** Records supplied **
┏━━
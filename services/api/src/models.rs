//! API Models
//!
//! Response bodies of the REST API, annotated for OpenAPI generation with
//! `utoipa`.

use affect_tutor_core::{ContentStore, Subject};
use serde::{Deserialize, Serialize};
use utoipa::ToSchema;

#[derive(Serialize, Deserialize, ToSchema, Debug, Clone, PartialEq)]
pub struct SubjectSummary {
    #[schema(example = "adsa")]
    pub id: String,
    #[schema(example = "ADSA")]
    pub name: String,
    #[schema(example = 4)]
    pub lesson_count: usize,
}

impl SubjectSummary {
    pub fn new(content: &ContentStore, subject: Subject) -> Self {
        Self {
            id: subject.as_str().to_string(),
            name: subject.as_str().to_uppercase(),
            lesson_count: content.lessons(subject).len(),
        }
    }
}

/// One lesson of a subject, in both its base and simplified form.
#[derive(Serialize, Deserialize, ToSchema, Debug, Clone, PartialEq)]
pub struct Lesson {
    #[schema(example = "os")]
    pub subject: String,
    /// The requested index.
    pub index: usize,
    /// The index after wrapping into the lesson sequence.
    pub position: usize,
    pub base: String,
    pub simplified: String,
}

impl Lesson {
    pub fn new(content: &ContentStore, subject: Subject, index: usize) -> Self {
        Self {
            subject: subject.as_str().to_string(),
            index,
            position: index % content.lessons(subject).len(),
            base: content.base(subject, index).to_string(),
            simplified: content.simplified(subject, index).to_string(),
        }
    }
}

#[derive(Serialize, ToSchema)]
pub struct ErrorResponse {
    pub message: String,
}

#[cfg(test)]
mod tests {
    use super::*;

    #[test]
    fn test_subject_summary_uses_base_sequence_length() {
        let content = ContentStore::builtin();
        let summary = SubjectSummary::new(&content, Subject::Java);
        assert_eq!(summary.id, "java");
        assert_eq!(summary.name, "JAVA");
        assert_eq!(summary.lesson_count, 4);
    }

    #[test]
    fn test_lesson_wraps_index() {
        let content = ContentStore::builtin();
        let lesson = Lesson::new(&content, Subject::Adsa, 6);
        assert_eq!(lesson.index, 6);
        assert_eq!(lesson.position, 2);
        assert_eq!(lesson.simplified, "Tree: items in parent/child form.");
        assert_eq!(lesson.base, content.base(Subject::Adsa, 2));
    }

    #[test]
    fn test_lesson_serialization() {
        let content = ContentStore::builtin();
        let json = serde_json::to_value(Lesson::new(&content, Subject::Os, 0)).unwrap();
        assert_eq!(json["subject"], "os");
        assert_eq!(json["position"], 0);
        assert!(json["base"].as_str().is_some_and(|s| !s.is_empty()));
    }
}
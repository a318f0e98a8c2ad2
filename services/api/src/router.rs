//! Axum Router Configuration
//!
//! This module defines the complete HTTP routing for the application,
//! including the REST API, WebSocket endpoint, and OpenAPI documentation.

use crate::{
    handlers,
    models::{ErrorResponse, Lesson, SubjectSummary},
    state::AppState,
    ws::ws_handler,
};

use axum::{Router, routing::get};
use std::sync::Arc;
use utoipa::OpenApi;
use utoipa_swagger_ui::SwaggerUi;

#[derive(OpenApi)]
#[openapi(
    paths(handlers::list_subjects, handlers::get_lesson),
    components(schemas(SubjectSummary, Lesson, ErrorResponse)),
    tags(
        (name = "Affect Tutor API", description = "Lesson content and the adaptive tutoring socket")
    )
)]
pub struct ApiDoc;

/// Creates the main Axum router for the application.
pub fn create_router(app_state: Arc<AppState>) -> Router {
    let api_router = Router::new()
        .route("/subjects", get(handlers::list_subjects))
        .route(
            "/subjects/{subject}/lessons/{index}",
            get(handlers::get_lesson),
        )
        .route("/ws", get(ws_handler))
        .with_state(app_state);

    Router::new()
        .merge(SwaggerUi::new("/swagger-ui").url("/api-docs/openapi.json", ApiDoc::openapi()))
        .merge(api_router)
}

#[cfg(test)]
mod tests {
    use super::*;

    #[test]
    fn test_openapi_lists_content_paths() {
        let doc = ApiDoc::openapi();
        assert!(doc.paths.paths.contains_key("/subjects"));
        assert!(
            doc.paths
                .paths
                .contains_key("/subjects/{subject}/lessons/{index}")
        );
    }
}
┗━━
** What you should do **
Go through the entries and restate each one exactly.

** Task answer **
filename services/api/src/models.rs
//! API Models
//!
//! Response bodies of the REST API, annotated for OpenAPI generation with
//! `utoipa`.

use affect_tutor_core::{ContentStore, Subject};
use serde::{Deserialize, Serialize};
use utoipa::ToSchema;

#[derive(Serialize, Deserialize, ToSchema, Debug, Clone, PartialEq)]
pub struct SubjectSummary {
    #[schema(example = "adsa")]
    pub id: String,
    #[schema(example = "ADSA")]
    pub name: String,
    #[schema(example = 4)]
    pub lesson_count: usize,
}

impl SubjectSummary {
    pub fn new(content: &ContentStore, subject: Subject) -> Self {
        Self {
            id: subject.as_str().to_string(),
            name: subject.as_str().to_uppercase(),
            lesson_count: content.lessons(subject).len(),
        }
    }
}

/// One lesson of a subject, in both its base and simplified form.
#[derive(Serialize, Deserialize, ToSchema, Debug, Clone, PartialEq)]
pub struct Lesson {
    #[schema(example = "os")]
    pub subject: String,
    /// The requested index.
    pub index: usize,
    /// The index after wrapping into the lesson sequence.
    pub position: usize,
    pub base: String,
    pub simplified: String,
}

impl Lesson {
    pub fn new(content: &ContentStore, subject: Subject, index: usize) -> Self {
        Self {
            subject: subject.as_str().to_string(),
            index,
            position: index % content.lessons(subject).len(),
            base: content.base(subject, index).to_string(),
            simplified: content.simplified(subject, index).to_string(),
        }
    }
}

#[derive(Serialize, ToSchema)]
pub struct ErrorResponse {
    pub message: String,
}

#[cfg(test)]
mod tests {
    use super::*;

    #[test]
    fn test_subject_summary_uses_base_sequence_length() {
        let content = ContentStore::builtin();
        let summary = SubjectSummary::new(&content, Subject::Java);
        assert_eq!(summary.id, "java");
        assert_eq!(summary.name, "JAVA");
        assert_eq!(summary.lesson_count, 4);
    }

    #[test]
    fn test_lesson_wraps_index() {
        let content = ContentStore::builtin();
        let lesson = Lesson::new(&content, Subject::Adsa, 6);
        assert_eq!(lesson.index, 6);
        assert_eq!(lesson.position, 2);
        assert_eq!(lesson.simplified, "Tree: items in parent/child form.");
        assert_eq!(lesson.base, content.base(Subject::Adsa, 2));
    }

    #[test]
    fn test_lesson_serialization() {
        let content = ContentStore::builtin();
        let json = serde_json::to_value(Lesson::new(&content, Subject::Os, 0)).unwrap();
        assert_eq!(json["subject"], "os");
        assert_eq!(json["position"], 0);
        assert!(json["base"].as_str().is_some_and(|s| !s.is_empty()));
    }
}
repository a318f0e98a8c2ad2
filename services/api/src/router.rs
//! Axum Router Configuration
//!
//! This module defines the complete HTTP routing for the application,
//! including the REST API, WebSocket endpoint, and OpenAPI documentation.

use crate::{
    handlers,
    models::{ErrorResponse, Lesson, SubjectSummary},
    state::AppState,
    ws::ws_handler,
};

use axum::{Router, routing::get};
use std::sync::Arc;
use utoipa::OpenApi;
use utoipa_swagger_ui::SwaggerUi;

#[derive(OpenApi)]
#[openapi(
    paths(handlers::list_subjects, handlers::get_lesson),
    components(schemas(SubjectSummary, Lesson, ErrorResponse)),
    tags(
        (name = "Affect Tutor API", description = "Lesson content and the adaptive tutoring socket")
    )
)]
pub struct ApiDoc;

/// Creates the main Axum router for the application.
pub fn create_router(app_state: Arc<AppState>) -> Router {
    let api_router = Router::new()
        .route("/subjects", get(handlers::list_subjects))
        .route(
            "/subjects/{subject}/lessons/{index}",
            get(handlers::get_lesson),
        )
        .route("/ws", get(ws_handler))
        .with_state(app_state);

    Router::new()
        .merge(SwaggerUi::new("/swagger-ui").url("/api-docs/openapi.json", ApiDoc::openapi()))
        .merge(api_router)
}

#[cfg(test)]
mod tests {
    use super::*;

    #[test]
    fn test_openapi_lists_content_paths() {
        let doc = ApiDoc::openapi();
        assert!(doc.paths.paths.contains_key("/subjects"));
        assert!(
            doc.paths
                .paths
                .contains_key("/subjects/{subject}/lessons/{index}")
        );
    }
}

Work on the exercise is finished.